Catherine M. Reich | Department of Psychology | University of Minnesota Duluth

The Psychotherapy and Trauma Lab at UMD includes two separate lines of research:

Psychotherapy. One line of research investigates why therapy/counseling "works." In other words, what mechanisms are responsible for client change. Of particular interest are the specific verbal and nonverbal behaviors and attitudes of the therapist that may impact psychotherapy process and outcome. What is it that successful therapist do that actually helps? Understanding which therapist factors are most important will hopefully contribute to improved training and therapeutic practice in the future. This line of work focusses on individual therapy for adults. Past research in this area have included therapist verbal responses (e.g., reflective listening, self-disclosures), vocal synchrony between the client and therapist, therapist speech patterns (including ratio of time listening versus speaking, speech rate, disfluencies, and interrupting the client), and language patterns. Other work has examined the phenomenon of clients dropping out of therapy as a signal of therapy quality as well as issues pertaining to training practices.

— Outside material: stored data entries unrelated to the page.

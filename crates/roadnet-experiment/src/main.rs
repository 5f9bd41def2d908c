//! Road-network negotiation experiment CLI.
//!
//! Commands:
//! - generate: Write a lattice scenario to disk
//! - single: Negotiate one generated or loaded scenario
//! - grid: Run strategies × Traveller counts × DW budgets × trials

use std::path::{Path, PathBuf};

use anyhow::{Context, Result};
use chrono::Local;
use clap::{Parser, Subcommand};
use tracing::info;
use tracing_subscriber::{EnvFilter, FmtSubscriber};

use negotiation_kernel::{NegotiationConfig, ScheduleStrategy};
use roadnet_experiment::experiment::{apply_overrides, ExperimentRunner, ExperimentRunnerConfig};
use roadnet_experiment::generator::{Difficulty, GeneratorConfig, Scenario, ScenarioGenerator};
use roadnet_experiment::results::{format_duration, GridResults};

/// Generate a timestamped output path from the given path.
/// e.g., "results.json" -> "results-20260108-010530.json"
fn timestamped_path(path: &Path) -> PathBuf {
    let timestamp = Local::now().format("%Y%m%d-%H%M%S");
    let stem = path.file_stem().and_then(|s| s.to_str()).unwrap_or("results");
    let ext = path.extension().and_then(|s| s.to_str()).unwrap_or("json");
    let parent = path.parent().unwrap_or(std::path::Path::new("."));
    parent.join(format!("{}-{}.{}", stem, timestamp, ext))
}

#[derive(Parser)]
#[command(name = "roadnet-experiment")]
#[command(version)]
#[command(about = "Time-slot negotiation experiments on road networks")]
struct Cli {
    /// Negotiation config file (TOML); missing keys use defaults
    #[arg(long, env = "ROADNET_CONFIG", global = true)]
    config: Option<PathBuf>,

    /// Enable verbose logging (RUST_LOG overrides)
    #[arg(short, long, global = true)]
    verbose: bool,

    #[command(subcommand)]
    command: Commands,
}

#[derive(Subcommand)]
enum Commands {
    /// Generate a scenario and write it to a directory
    Generate {
        /// Lattice side length
        #[arg(long, default_value = "6")]
        grid: usize,

        /// Number of Travellers
        #[arg(long, default_value = "20")]
        travellers: usize,

        /// Random seed
        #[arg(long)]
        seed: Option<u64>,

        /// Directory for network.txt and travellers.json
        #[arg(long, default_value = "scenario")]
        output_dir: PathBuf,
    },

    /// Run a single negotiation
    Single {
        /// Location scheduling strategy; overrides the config file
        #[arg(long)]
        strategy: Option<String>,

        /// Number of Travellers (generated scenarios only)
        #[arg(long, default_value = "20")]
        travellers: usize,

        /// Lattice side length (generated scenarios only)
        #[arg(long, default_value = "6")]
        grid: usize,

        /// Deliberation window budget; overrides the config file
        #[arg(long)]
        dw_budget: Option<u32>,

        /// Random seed
        #[arg(long)]
        seed: Option<u64>,

        /// Edge list to load instead of generating a network
        #[arg(long, requires = "traveller_file")]
        network: Option<PathBuf>,

        /// Traveller JSON to load alongside --network
        #[arg(long, requires = "network")]
        traveller_file: Option<PathBuf>,

        /// Write the full result as JSON
        #[arg(long)]
        output: Option<PathBuf>,
    },

    /// Run grid experiment
    Grid {
        /// Number of trials per configuration
        #[arg(long, default_value = "5")]
        trials: usize,

        /// Lattice side length
        #[arg(long, default_value = "6")]
        grid: usize,

        /// Traveller counts to test (comma-separated)
        #[arg(long, default_value = "10,20,40", value_delimiter = ',')]
        travellers: Vec<usize>,

        /// Strategies to test (comma-separated). Default: all
        /// Valid: earliest_start, priority, speed, length
        #[arg(long, value_delimiter = ',')]
        strategies: Option<Vec<String>>,

        /// DW budgets to test (comma-separated). Default: the config's budget
        #[arg(long, value_delimiter = ',')]
        dw_budgets: Option<Vec<u32>>,

        /// Base seed; trial t uses seed + t
        #[arg(long)]
        seed: Option<u64>,

        /// Output file for results
        #[arg(long, default_value = "results.json")]
        output: PathBuf,
    },
}

fn parse_strategy(s: &str) -> Result<ScheduleStrategy> {
    s.parse::<ScheduleStrategy>().map_err(anyhow::Error::msg)
}

fn load_config(path: Option<&Path>) -> Result<NegotiationConfig> {
    match path {
        Some(path) => NegotiationConfig::load(path)
            .with_context(|| format!("loading config {}", path.display())),
        None => Ok(NegotiationConfig::default()),
    }
}

#[tokio::main]
async fn main() -> Result<()> {
    let cli = Cli::parse();

    // Set up logging
    let default_level = if cli.verbose { "debug" } else { "info" };
    let filter = EnvFilter::try_from_default_env().unwrap_or_else(|_| EnvFilter::new(default_level));
    FmtSubscriber::builder()
        .with_env_filter(filter)
        .with_target(false)
        .compact()
        .init();

    let negotiation = load_config(cli.config.as_deref())?;

    match cli.command {
        Commands::Generate {
            grid,
            travellers,
            seed,
            output_dir,
        } => {
            let mut generator = ScenarioGenerator::new(GeneratorConfig {
                seed,
                ..Difficulty::Custom { grid, travellers }.config()
            });
            let scenario = generator.generate()?;
            scenario.save(&output_dir)?;

            println!("=== Generated Scenario ===");
            println!("Seed: {}", generator.seed());
            println!(
                "Network: {} junctions, {} roads",
                scenario.network.node_count(),
                scenario.network.road_count()
            );
            println!("Travellers: {}", scenario.travellers.len());
            println!("Written to: {}", output_dir.display());
        }

        Commands::Single {
            strategy,
            travellers,
            grid,
            dw_budget,
            seed,
            network,
            traveller_file,
            output,
        } => {
            let strategy = strategy.map(|s| parse_strategy(&s)).transpose()?;
            let negotiation = apply_overrides(negotiation, strategy, dw_budget)?;
            let strategy = negotiation.strategy;
            let config = ExperimentRunnerConfig {
                negotiation,
                difficulty: Difficulty::Custom { grid, travellers },
                ..Default::default()
            };
            let runner = ExperimentRunner::new(config);

            let result = match (network, traveller_file) {
                (Some(network), Some(traveller_file)) => {
                    let scenario = Scenario::load(&network, &traveller_file)?;
                    runner.run_scenario(scenario, strategy, 0, 0).await?
                }
                _ => runner.run_single(strategy, Some(travellers), 0, seed).await?,
            };

            println!("\n=== Negotiation Result ===");
            println!("Strategy: {}", result.config.strategy);
            println!("Travellers: {}", result.config.travellers);
            println!("Roads: {}", result.config.roads);
            println!("DW budget: {}", result.config.dw_budget);
            if let Some(seed) = result.config.seed {
                println!("Seed: {}", seed);
            }
            println!("Finalized: {}", result.finalized);
            println!("Terminated: {}", result.terminated);
            println!("Finalize rate: {:.1}%", result.finalize_rate() * 100.0);
            println!("Total cost: {}", result.total_cost);
            println!("Cost difference: {}", result.cost_difference());
            println!("Ticks: {}", result.total_ticks);
            println!("Duration: {}", format_duration(result.duration_ms));

            println!("\nPer-Round Metrics:");
            println!(
                "  {:>4} {:>8} {:>8} {:>6} {:>6} {:>8}",
                "Tick", "To_loc", "To_trav", "Final", "Term", "Active"
            );
            for rm in &result.round_metrics {
                println!(
                    "  {:>4} {:>8} {:>8} {:>6} {:>6} {:>8}",
                    rm.tick,
                    rm.messages_to_locations,
                    rm.messages_to_travellers,
                    rm.finalized,
                    rm.terminated,
                    rm.active_travellers
                );
            }

            if let Some(output) = output {
                let output_path = timestamped_path(&output);
                let json = serde_json::to_string_pretty(&result)?;
                std::fs::write(&output_path, json)?;
                println!("\nResult saved to: {}", output_path.display());
            }
        }

        Commands::Grid {
            trials,
            grid,
            travellers,
            strategies: strategy_filter,
            dw_budgets,
            seed,
            output,
        } => {
            let strategies: Vec<ScheduleStrategy> = match strategy_filter {
                Some(names) => names
                    .iter()
                    .map(|s| parse_strategy(s))
                    .collect::<Result<_>>()?,
                None => ScheduleStrategy::all(),
            };
            let budgets = dw_budgets.unwrap_or_else(|| vec![negotiation.dw_budget]);

            info!(
                trials,
                grid,
                strategies = strategies.len(),
                budgets = budgets.len(),
                "Starting grid experiment"
            );

            let mut results = GridResults::new();
            for &dw_budget in &budgets {
                let config = ExperimentRunnerConfig {
                    negotiation: apply_overrides(negotiation.clone(), None, Some(dw_budget))?,
                    difficulty: Difficulty::Custom {
                        grid,
                        travellers: 0,
                    },
                    ..Default::default()
                };
                let runner = ExperimentRunner::new(config);
                let partial = runner
                    .run_grid(&strategies, &travellers, trials, seed)
                    .await?;
                for result in partial.results {
                    results.add(result);
                }
            }

            results.compute_summary();
            let output_path = timestamped_path(&output);
            results.save(&output_path)?;

            println!("\n=== Grid Experiment Complete ===");
            println!("Results saved to: {}", output_path.display());
            println!("\nSummary:");
            let mut keys: Vec<&String> = results.summary.keys().collect();
            keys.sort();
            for key in keys {
                let summary = &results.summary[key];
                println!(
                    "  {}: finalize_rate={:.1}% [{:.1}, {:.1}], avg_cost={:.1}±{:.1}, avg_diff={:.1}, avg_ticks={:.1}",
                    key,
                    summary.finalize_rate * 100.0,
                    summary.finalize_rate_ci.0 * 100.0,
                    summary.finalize_rate_ci.1 * 100.0,
                    summary.avg_cost,
                    summary.avg_cost_se,
                    summary.avg_cost_difference,
                    summary.avg_ticks
                );
            }
        }
    }

    Ok(())
}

Trauma. Another line of research in this lab pertains to psychological trauma which refers to life threatening events (e.g., military combat, assault) or events involving a threat to one's bodily integrity (e.g., sexual abuse, torture). The focus of this research is on blame cognitions (e.g., self-blame, perpetrator blame, other blame) held by trauma survivors. Evidence suggests that social reactions of others may be internalized by trauma survivors and, as such, current projects have also extended to include victim blaming attitudes of outside observers as well as sexual offenders' denial of the offense and victim blaming. The aims of this line of research is to learn more about the development, function, maintenance, and processes of change for blame cognitions among trauma survivors. These efforts may one day help inform psychological treatments for trauma survivors.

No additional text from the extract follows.